Chemical Synthesis and Chaperone Peptide Mediated Folding of Human Nerve Growth Factor by Expressed KAHA Ligation.

Nerve growth factor (NGF) is a powerful neurotrophic protein for treating central nervous system diseases, but its therapeutic utility is limited by severe side effects, including hyperalgesia. These adverse effects arise from pleitropic receptor binding that can, in principle, be modulated by side chain mutations or modificationa task suited for chemical protein synthesis. Despite its small size (13 kDa), the chemical synthesis of NGF has been stymied by exceptional hydrophobicity and the requirement for a 104-residue N-terminal "chaperone peptide" for folding.

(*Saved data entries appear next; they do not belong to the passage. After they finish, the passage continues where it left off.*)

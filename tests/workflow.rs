//! Input workflow and evaluation properties.

use fourier_fun::series::evaluator::evaluate;
use fourier_fun::series::{
    ComponentStore, EvaluationSettings, SeriesError, SeriesSpec, SessionState, SineComponent,
};
use proptest::prelude::*;

fn spec(pairs: &[(f64, f64)]) -> SeriesSpec {
    SeriesSpec::from_components(
        pairs
            .iter()
            .map(|&(a, f)| SineComponent::new(a, f).expect("valid component"))
            .collect(),
    )
}

fn component_pairs(max: usize) -> impl Strategy<Value = Vec<(f64, f64)>> {
    prop::collection::vec((-10.0f64..10.0, 0.0f64..50.0), 0..max)
}

proptest! {
    #[test]
    fn complete_after_declared_count(pairs in component_pairs(16)) {
        let mut store = ComponentStore::new();
        store.declare_count(pairs.len() as i64).unwrap();
        for &(a, f) in &pairs {
            prop_assert!(!store.is_complete());
            store.add_component(a, f).unwrap();
        }
        prop_assert!(store.is_complete());

        let collected = store.components().unwrap();
        let got: Vec<(f64, f64)> = collected
            .iter()
            .map(|c| (c.amplitude(), c.frequency()))
            .collect();
        prop_assert_eq!(got, pairs);
    }

    #[test]
    fn overflow_leaves_components_unchanged(
        pairs in component_pairs(8),
        extra in (-10.0f64..10.0, 0.0f64..50.0),
    ) {
        let mut store = ComponentStore::new();
        store.declare_count(pairs.len() as i64).unwrap();
        for &(a, f) in &pairs {
            store.add_component(a, f).unwrap();
        }
        let before = store.components().unwrap();

        let err = store.add_component(extra.0, extra.1).unwrap_err();
        prop_assert!(matches!(err, SeriesError::CapacityExceeded(_)));
        prop_assert_eq!(store.components().unwrap(), before);
    }

    #[test]
    fn evaluation_is_linear(
        a1 in -5.0f64..5.0,
        a2 in -5.0f64..5.0,
        f in 0.0f64..20.0,
        count in 2usize..200,
    ) {
        let both = evaluate(&spec(&[(a1, f), (a2, f)]), 0.0, 1.0, count).unwrap();
        let first = evaluate(&spec(&[(a1, f)]), 0.0, 1.0, count).unwrap();
        let second = evaluate(&spec(&[(a2, f)]), 0.0, 1.0, count).unwrap();

        for ((b, x), y) in both.iter().zip(first.iter()).zip(second.iter()) {
            prop_assert_eq!(b.t, x.t);
            prop_assert!((b.value - (x.value + y.value)).abs() < 1e-12);
        }
    }

    #[test]
    fn zero_frequency_is_zero_everywhere(
        a in -100.0f64..100.0,
        start in -10.0f64..10.0,
        width in 0.001f64..10.0,
    ) {
        let samples = evaluate(&spec(&[(a, 0.0)]), start, start + width, 17).unwrap();
        prop_assert!(samples.iter().all(|s| s.value == 0.0));
    }
}

#[test]
fn redeclaring_discards_collected_components() {
    let mut store = ComponentStore::new();
    store.declare_count(3).unwrap();
    store.add_component(1.0, 1.0).unwrap();
    store.add_component(2.0, 2.0).unwrap();

    store.declare_count(1).unwrap();
    assert_eq!(store.collected_count(), 0);
    assert_eq!(store.state(), SessionState::CountDeclared);

    store.add_component(3.0, 3.0).unwrap();
    let only = store.components().unwrap();
    assert_eq!(only.len(), 1);
    assert_eq!(only.components()[0].amplitude(), 3.0);
}

#[test]
fn evaluate_before_complete_yields_nothing() {
    let mut store = ComponentStore::new();
    store.declare_count(2).unwrap();
    store.add_component(1.0, 1.0).unwrap();

    let result = store.evaluate(&EvaluationSettings::default());
    assert!(matches!(result, Err(SeriesError::NotReady(_))));
}

#[test]
fn unit_sine_at_five_points() {
    let mut store = ComponentStore::new();
    store.declare_count(1).unwrap();
    store.add_component(1.0, 1.0).unwrap();

    let settings = EvaluationSettings {
        domain_start: 0.0,
        domain_end: 1.0,
        sample_count: 5,
    };
    let samples = store.evaluate(&settings).unwrap();
    let expected = [(0.0, 0.0), (0.25, 1.0), (0.5, 0.0), (0.75, -1.0), (1.0, 0.0)];
    for (s, (t, v)) in samples.iter().zip(expected) {
        assert_eq!(s.t, t);
        assert!((s.value - v).abs() < 1e-9);
    }
    assert_eq!(store.state(), SessionState::Evaluated);
}
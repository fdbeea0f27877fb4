use eframe::egui::Ui;
use egui_plot::{Legend, Line, Plot, PlotPoints};

use fourier_fun::series::SampleSet;
use fourier_fun::series::evaluator::normalize_values;

use crate::color::{SERIES_COLOR, SPECTRUM_COLOR, component_color};
use crate::state::AppState;

// ---------------------------------------------------------------------------
// Series plot (central panel)
// ---------------------------------------------------------------------------

/// The summed series, with each component drawn underneath when enabled.
pub fn series_plot(ui: &mut Ui, state: &AppState) {
    let Some(samples) = &state.samples else {
        ui.centered_and_justified(|ui: &mut Ui| {
            ui.heading("Declare a component count and add components to plot the series");
        });
        return;
    };

    let scaled = state.minmax_scaling;
    Plot::new("series_plot")
        .legend(Legend::default())
        .x_axis_label("t")
        .y_axis_label(if scaled { "Value (scaled)" } else { "Value" })
        .show(ui, |plot_ui| {
            if state.show_components {
                for (i, part) in state.component_samples.iter().enumerate() {
                    plot_ui.line(
                        Line::new(points(part, scaled))
                            .name(format!("component {}", i + 1))
                            .color(component_color(&state.component_colors, i))
                            .width(1.0),
                    );
                }
            }
            plot_ui.line(
                Line::new(points(samples, scaled))
                    .name("sum")
                    .color(SERIES_COLOR)
                    .width(2.0),
            );
        });
}

fn points(set: &SampleSet, minmax_scaling: bool) -> PlotPoints {
    if !minmax_scaling {
        return set.points().into();
    }
    let scaled = normalize_values(&set.values(), 0.0, 1.0);
    set.iter()
        .zip(scaled)
        .map(|(s, y)| [s.t, y])
        .collect()
}

// ---------------------------------------------------------------------------
// Spectrum plot (bottom panel)
// ---------------------------------------------------------------------------

/// Magnitude per frequency bin; hovering a point shows its phase.
pub fn spectrum_plot(ui: &mut Ui, state: &AppState) {
    let magnitudes: PlotPoints = state
        .spectrum
        .iter()
        .map(|bin| [bin.frequency, bin.magnitude])
        .collect();
    let spectrum = state.spectrum.clone();

    Plot::new("spectrum_plot")
        .x_axis_label("Frequency (cycles per unit)")
        .y_axis_label("Magnitude")
        .label_formatter(move |_, point| {
            let nearest = spectrum.iter().min_by(|a, b| {
                (a.frequency - point.x)
                    .abs()
                    .total_cmp(&(b.frequency - point.x).abs())
            });
            match nearest {
                Some(bin) => format!(
                    "f = {:.3}\n|X| = {:.4}\nφ = {:.3} rad",
                    bin.frequency, bin.magnitude, bin.phase
                ),
                None => String::new(),
            }
        })
        .show(ui, |plot_ui| {
            plot_ui.line(
                Line::new(magnitudes)
                    .name("magnitude")
                    .color(SPECTRUM_COLOR)
                    .width(1.5),
            );
        });
}
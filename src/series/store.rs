use std::fmt;

use log::debug;

use super::error::{Result, SeriesError};
use super::evaluator;
use super::model::{SampleSet, SeriesSpec, SineComponent};
use super::settings::EvaluationSettings;

// ---------------------------------------------------------------------------
// Input workflow state
// ---------------------------------------------------------------------------

/// Where the store is in the input workflow.
///
/// ```text
///  Idle ─declare_count─▶ CountDeclared ─add─▶ Collecting ─add (last)─▶ Ready ─evaluate─▶ Evaluated
///   ▲                          ▲                                                            │
///   └──────── reset ───────────┴──────────────────── declare_count ─────────────────────────┘
/// ```
#[derive(Debug, Clone, Copy, PartialEq, Eq)]
pub enum SessionState {
    Idle,
    CountDeclared,
    Collecting,
    Ready,
    Evaluated,
}

impl fmt::Display for SessionState {
    fn fmt(&self, f: &mut fmt::Formatter<'_>) -> fmt::Result {
        let label = match self {
            SessionState::Idle => "idle",
            SessionState::CountDeclared => "count declared",
            SessionState::Collecting => "collecting",
            SessionState::Ready => "ready",
            SessionState::Evaluated => "evaluated",
        };
        f.write_str(label)
    }
}

// ---------------------------------------------------------------------------
// ComponentStore
// ---------------------------------------------------------------------------

/// Collects sine components until the declared count is reached.
#[derive(Debug, Clone, Default)]
pub struct ComponentStore {
    /// `None` until `declare_count` is called.
    declared: Option<usize>,
    components: Vec<SineComponent>,
    evaluated: bool,
}

impl ComponentStore {
    pub fn new() -> Self {
        Self::default()
    }

    /// Start a fresh session expecting `n` components.
    ///
    /// Discards whatever was collected before, from any state.
    pub fn declare_count(&mut self, n: i64) -> Result<()> {
        let n = usize::try_from(n).map_err(|_| {
            SeriesError::invalid(format!("component count must not be negative, got {n}"))
        })?;
        self.declared = Some(n);
        self.components.clear();
        self.evaluated = false;
        debug!("declared {n} components");
        Ok(())
    }

    /// Append one component.
    ///
    /// Capacity is checked before the values, so a full store reports
    /// `CapacityExceeded` even for an invalid pair.
    pub fn add_component(&mut self, amplitude: f64, frequency: f64) -> Result<()> {
        let capacity = self.declared.unwrap_or(0);
        if self.components.len() >= capacity {
            return Err(SeriesError::CapacityExceeded(match self.declared {
                Some(n) => format!("all {n} declared components are already collected"),
                None => "no component count has been declared".to_string(),
            }));
        }
        let component = SineComponent::new(amplitude, frequency)?;
        self.components.push(component);
        debug!(
            "collected component {}/{capacity}: {component}",
            self.components.len()
        );
        Ok(())
    }

    /// True once a count was declared and that many components are held.
    pub fn is_complete(&self) -> bool {
        self.declared == Some(self.components.len())
    }

    /// The collected components, in the order they were added.
    pub fn components(&self) -> Result<SeriesSpec> {
        if !self.is_complete() {
            return Err(self.not_ready());
        }
        Ok(SeriesSpec::from_components(self.components.clone()))
    }

    /// Components collected so far, complete or not. For display only.
    pub fn collected(&self) -> &[SineComponent] {
        &self.components
    }

    pub fn declared_count(&self) -> Option<usize> {
        self.declared
    }

    pub fn collected_count(&self) -> usize {
        self.components.len()
    }

    /// How many more components are expected.
    pub fn remaining(&self) -> usize {
        self.declared
            .map_or(0, |n| n.saturating_sub(self.components.len()))
    }

    pub fn state(&self) -> SessionState {
        match self.declared {
            None => SessionState::Idle,
            Some(_) if self.evaluated => SessionState::Evaluated,
            Some(_) if self.is_complete() => SessionState::Ready,
            Some(_) if self.components.is_empty() => SessionState::CountDeclared,
            Some(_) => SessionState::Collecting,
        }
    }

    /// Back to `Idle`, dropping everything.
    pub fn reset(&mut self) {
        *self = Self::default();
    }

    /// Replace the whole session with `components`.
    ///
    /// Runs the same checks as typed input. On error the store is untouched.
    pub fn replace_with<I>(&mut self, components: I) -> Result<()>
    where
        I: IntoIterator<Item = (f64, f64)>,
    {
        let pairs: Vec<(f64, f64)> = components.into_iter().collect();
        let count = i64::try_from(pairs.len())
            .map_err(|_| SeriesError::invalid("too many components"))?;

        let mut fresh = ComponentStore::new();
        fresh.declare_count(count)?;
        for (amplitude, frequency) in pairs {
            fresh.add_component(amplitude, frequency)?;
        }
        *self = fresh;
        Ok(())
    }

    /// Evaluate the collected series and mark the session evaluated.
    pub fn evaluate(&mut self, settings: &EvaluationSettings) -> Result<SampleSet> {
        let spec = self.components()?;
        let samples = evaluator::evaluate(
            &spec,
            settings.domain_start,
            settings.domain_end,
            settings.sample_count,
        )?;
        self.evaluated = true;
        Ok(samples)
    }

    fn not_ready(&self) -> SeriesError {
        SeriesError::NotReady(match self.declared {
            None => "no component count has been declared".to_string(),
            Some(n) => format!(
                "{} of {n} components collected",
                self.components.len()
            ),
        })
    }
}
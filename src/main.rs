mod app;
mod color;
mod state;
mod ui;

use app::FourierFunApp;
use eframe::egui;

const WINDOW_TITLE: &str = "Fourier Fun";

fn main() -> eframe::Result {
    env_logger::init();
    log::info!("starting {WINDOW_TITLE} {}", env!("CARGO_PKG_VERSION"));

    let viewport = egui::ViewportBuilder::default()
        .with_title(WINDOW_TITLE)
        .with_inner_size([1100.0, 760.0])
        .with_min_inner_size([720.0, 480.0]);

    eframe::run_native(
        WINDOW_TITLE,
        eframe::NativeOptions {
            viewport,
            ..Default::default()
        },
        Box::new(|cc| Ok(Box::new(FourierFunApp::new(cc)))),
    )
}
//! Game records produced by matches and consumed by the stats collectors.

use std::collections::BTreeMap;

use serde::{Deserialize, Serialize};

/// The seven powers, in seat order.
pub const POWERS: [&str; 7] = [
    "AUSTRIA", "ENGLAND", "FRANCE", "GERMANY", "ITALY", "RUSSIA", "TURKEY",
];

/// Number of seats in a match.
pub const NUM_SEATS: usize = POWERS.len();

/// Supply centers needed for a solo victory.
pub const SOLO_CENTERS: usize = 18;

/// Result of one completed match.
#[derive(Debug, Clone, PartialEq, Eq, Serialize, Deserialize)]
pub struct GameRecord {
    /// Unique game identifier, also used for the persisted file name.
    pub id: String,
    /// Rules the game was played with.
    #[serde(default)]
    pub rules: Vec<String>,
    /// One entry per power, in seat order.
    pub powers: Vec<PowerRecord>,
    /// Played phases, in order.
    #[serde(default)]
    pub phases: Vec<PhaseRecord>,
}

/// Which agent played a power and how it ended.
#[derive(Debug, Clone, PartialEq, Eq, Serialize, Deserialize)]
pub struct PowerRecord {
    /// Power name (one of [`POWERS`]).
    pub name: String,
    /// Display name of the agent that held the seat.
    pub agent: String,
    /// Supply centers owned at the end of the game.
    pub centers: Vec<String>,
}

/// Orders submitted during one phase.
#[derive(Debug, Clone, PartialEq, Eq, Serialize, Deserialize)]
pub struct PhaseRecord {
    /// Phase name, e.g. `S1901M`.
    pub name: String,
    /// Units per power at the start of the phase, e.g. `A PAR`.
    #[serde(default)]
    pub units: BTreeMap<String, Vec<String>>,
    /// Orders per power, e.g. `F NTH C A LON - NWY`.
    #[serde(default)]
    pub orders: BTreeMap<String, Vec<String>>,
}

impl GameRecord {
    /// Name of the agent playing `power`, if the power is part of the record.
    pub fn agent_of(&self, power: &str) -> Option<&str> {
        self.powers
            .iter()
            .find(|p| p.name == power)
            .map(|p| p.agent.as_str())
    }

    /// Final rank of each power (1 = most centers, ties share the best rank).
    pub fn ranks(&self) -> Vec<(&PowerRecord, usize)> {
        self.powers
            .iter()
            .map(|power| {
                let better = self
                    .powers
                    .iter()
                    .filter(|other| other.centers.len() > power.centers.len())
                    .count();
                (power, better + 1)
            })
            .collect()
    }

    /// Power owning at least [`SOLO_CENTERS`] centers.
    pub fn solo_winner(&self) -> Option<&PowerRecord> {
        self.powers
            .iter()
            .find(|p| p.centers.len() >= SOLO_CENTERS)
    }
}

impl PhaseRecord {
    /// Power owning `unit` (e.g. `A LON`) at the start of this phase.
    pub fn owner_of(&self, unit: &str) -> Option<&str> {
        self.units
            .iter()
            .find(|(_, units)| units.iter().any(|u| u == unit))
            .map(|(power, _)| power.as_str())
    }
}

#[cfg(test)]
pub(crate) mod tests {
    use super::*;

    /// AUSTRIA (agent `a`) supports ENGLAND, FRANCE convoys ENGLAND (both agent `b`).
    pub(crate) fn sample_record(id: &str) -> GameRecord {
        let powers = POWERS
            .iter()
            .enumerate()
            .map(|(seat, name)| PowerRecord {
                name: name.to_string(),
                agent: if seat == 0 { "a" } else { "b" }.to_string(),
                centers: (0..(seat + 1)).map(|i| format!("{name}{i}")).collect(),
            })
            .collect();
        let mut units = BTreeMap::new();
        units.insert("FRANCE".to_string(), vec!["F BRE".to_string()]);
        units.insert("ENGLAND".to_string(), vec!["A LON".to_string()]);
        units.insert("AUSTRIA".to_string(), vec!["A VIE".to_string()]);
        let mut orders = BTreeMap::new();
        orders.insert(
            "AUSTRIA".to_string(),
            vec!["A VIE S A LON".to_string()],
        );
        orders.insert(
            "FRANCE".to_string(),
            vec!["F BRE C A LON - PIC".to_string()],
        );
        orders.insert("ENGLAND".to_string(), vec!["A LON - PIC".to_string()]);
        GameRecord {
            id: id.to_string(),
            rules: vec!["NO_PRESS".to_string()],
            powers,
            phases: vec![PhaseRecord {
                name: "S1901M".to_string(),
                units,
                orders,
            }],
        }
    }

    #[test]
    fn ranks_share_ties() {
        let mut game = sample_record("g");
        game.powers[1].centers = game.powers[0].centers.clone();
        let ranks = game.ranks();
        assert_eq!(ranks[0].1, 6);
        assert_eq!(ranks[1].1, 6);
        assert_eq!(ranks[6].1, 1);
    }

    #[test]
    fn owner_lookup() {
        let game = sample_record("g");
        assert_eq!(game.phases[0].owner_of("A LON"), Some("ENGLAND"));
        assert_eq!(game.phases[0].owner_of("A MOS"), None);
        assert_eq!(game.agent_of("AUSTRIA"), Some("a"));
    }

    #[test]
    fn missing_optional_fields_deserialize() {
        let json = r#"{"id":"x","powers":[]}"#;
        let game: GameRecord = serde_json::from_str(json).unwrap();
        assert!(game.phases.is_empty());
        assert!(game.rules.is_empty());
        assert!(game.solo_winner().is_none());
    }
}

This study presents a chemical synthesis of NGF using α-ketoacid-hydroxylamine (KAHA) ligations, featuring recombinant production of the chaperone peptide and its chemoselective conversion to a C-terminal α-ketoacid. A novel solubility tag, SOLACE, and ester-forming KAHA ligations enabled assembly of linear proNGF from three synthetic and one recombinant segment. Controlled folding and disulfide-bond formation mediated by the chaperone peptide followed by proteolytic cleavage yielded biologically active synthetic NGF as its noncovalent dimer. The synthetic NGF exhibited comparable activity to recombinant NGF in axon growth assays, establishing a platform for engineering NGF variants with tailored therapeutic properties. This approach provides a versatile framework for the semisynthesis of neurotrophins and related proteins that also require long chaperone peptides for proper folding.